Data & Analytics require technology to deliver business results. Too often companies begin with a technology selection rather than an Information Strategy that determines what the business needs from data, their data use scenarios, and their analytic areas of opportunity. There are a wide range of products available for storing physical data, performing descriptive analytics, developing advanced analytics & insight, and technical data management. The challenge is to select tools that fit well together with minimal overlap and compatible technical approaches.

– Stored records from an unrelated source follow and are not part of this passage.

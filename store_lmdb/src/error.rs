use thiserror::Error;

use tessera_store::StoreError;

#[derive(Debug, Error)]
pub enum LmdbError {
    #[error("LMDB error: {0}")]
    Heed(String),

    #[error("key not found: {0}")]
    NotFound(String),

    #[error("serialization error: {0}")]
    Serialization(String),

    #[error("I/O error: {0}")]
    Io(String),

    #[error("database schema version {found} is newer than supported version {supported}")]
    SchemaTooNew { found: u32, supported: u32 },

    #[error("database is corrupted: {0}")]
    Corruption(String),
}

impl From<heed::Error> for LmdbError {
    fn from(e: heed::Error) -> Self {
        LmdbError::Heed(e.to_string())
    }
}

impl From<bincode::Error> for LmdbError {
    fn from(e: bincode::Error) -> Self {
        LmdbError::Serialization(e.to_string())
    }
}

impl From<std::io::Error> for LmdbError {
    fn from(e: std::io::Error) -> Self {
        LmdbError::Io(e.to_string())
    }
}

impl From<LmdbError> for StoreError {
    fn from(e: LmdbError) -> Self {
        match e {
            LmdbError::NotFound(what) => StoreError::NotFound(what),
            LmdbError::Serialization(msg) => StoreError::Serialization(msg),
            LmdbError::Corruption(msg) => StoreError::Corruption(msg),
            other => StoreError::Backend(other.to_string()),
        }
    }
}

Technically, there are several technology trends affecting data acquisition and management that need to be considered in a technical architecture:
- Massively Parallel Processing: Distributing data over multiple disk drives will accelerate data access and manipulation;
- In-memory Database Management: Moving data storage from disk eliminates the time required to mechanically get data from disk, enabling high levels of performance;
- Big Data: Processing very large volumes of non-uniform, diversely-formatted, and unstructured data makes data movement from one data store to another impractical, if not impossible;
- Data Stream Analytics: Very large volumes of data presented as continuous data streams makes analyses of data at rest difficult, requiring the ability to analyze data as it “goes by;”
- Machine Learning Analytics: The ability to automatically adjust statistical models based on data observations is required to adapt to changes, identified as they happen, in data streams;
- Data Virtualization: Decouples analytic objects used by users from physical data structures, allowing physical data structures to change without impacting existing reports, dashboards, queries, and analytics.